TRY IT
Set down exactly the lines from the one containing "Arc::new(TrelloClient::new(trello_api_key, trello_token));" through the last line of the data below, and no others.

Collected data entries
-- Opening Marker --

//! Wiring & DI. Entry point: load config, build adapters, serve the sync API.
//! No business logic here.

use board_sync::adapters::http;
use board_sync::adapters::integrations::{AsanaClient, TrelloClient};
use board_sync::ports::{BoardSourcePort, ProjectSinkPort, SyncPort};
use board_sync::shared::config::AppConfig;
use board_sync::usecases::SyncService;
use dotenv::dotenv;
use std::sync::Arc;
use tracing::info;
use tracing_subscriber::{layer::SubscriberExt, util::SubscriberInitExt, EnvFilter};

#[tokio::main]
async fn main() -> anyhow::Result<()> {
    let env_loaded = dotenv();
    tracing_subscriber::registry()
        .with(EnvFilter::try_from_default_env().unwrap_or_else(|_| "info".into()))
        .with(tracing_subscriber::fmt::layer())
        .init();

    match &env_loaded {
        Ok(path) => info!(path = %path.display(), "loaded .env"),
        Err(_) => info!("no .env found"),
    }

    let cfg = AppConfig::load().unwrap_or_default();
    let Some(trello_api_key) = cfg.trello_api_key() else {
        anyhow::bail!("Set TRELLO_API_KEY (env or .env). Get from https://trello.com/app-key");
    };
    let Some(trello_token) = cfg.trello_token() else {
        anyhow::bail!("Set TRELLO_TOKEN (env or .env). Get from https://trello.com/app-key");
    };
    let Some(asana_access_token) = cfg.asana_access_token() else {
        anyhow::bail!("Set ASANA_ACCESS_TOKEN (env or .env)");
    };

    // --- Adapters behind their ports ---
    let source: Arc<dyn BoardSourcePort> =
        Arc::new(TrelloClient::new(trello_api_key, trello_token));
    let sink: Arc<dyn ProjectSinkPort> = Arc::new(AsanaClient::new(asana_access_token));

    // --- Service + HTTP surface ---
    let sync: Arc<dyn SyncPort> = Arc::new(SyncService::new(source, sink));
    let router = http::router(sync);

    let port = cfg.port_or_default();
    let listener = tokio::net::TcpListener::bind(("0.0.0.0", port)).await?;
    info!(port, "sync API listening");
    axum::serve(listener, router).await?;

    Ok(())
}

-- Closing Marker --

RESPONSE TO THE EXERCISE
        Arc::new(TrelloClient::new(trello_api_key, trello_token));
    let sink: Arc<dyn ProjectSinkPort> = Arc::new(AsanaClient::new(asana_access_token));

    // --- Service + HTTP surface ---
    let sync: Arc<dyn SyncPort> = Arc::new(SyncService::new(source, sink));
    let router = http::router(sync);

    let port = cfg.port_or_default();
    let listener = tokio::net::TcpListener::bind(("0.0.0.0", port)).await?;
    info!(port, "sync API listening");
    axum::serve(listener, router).await?;

    Ok(())
}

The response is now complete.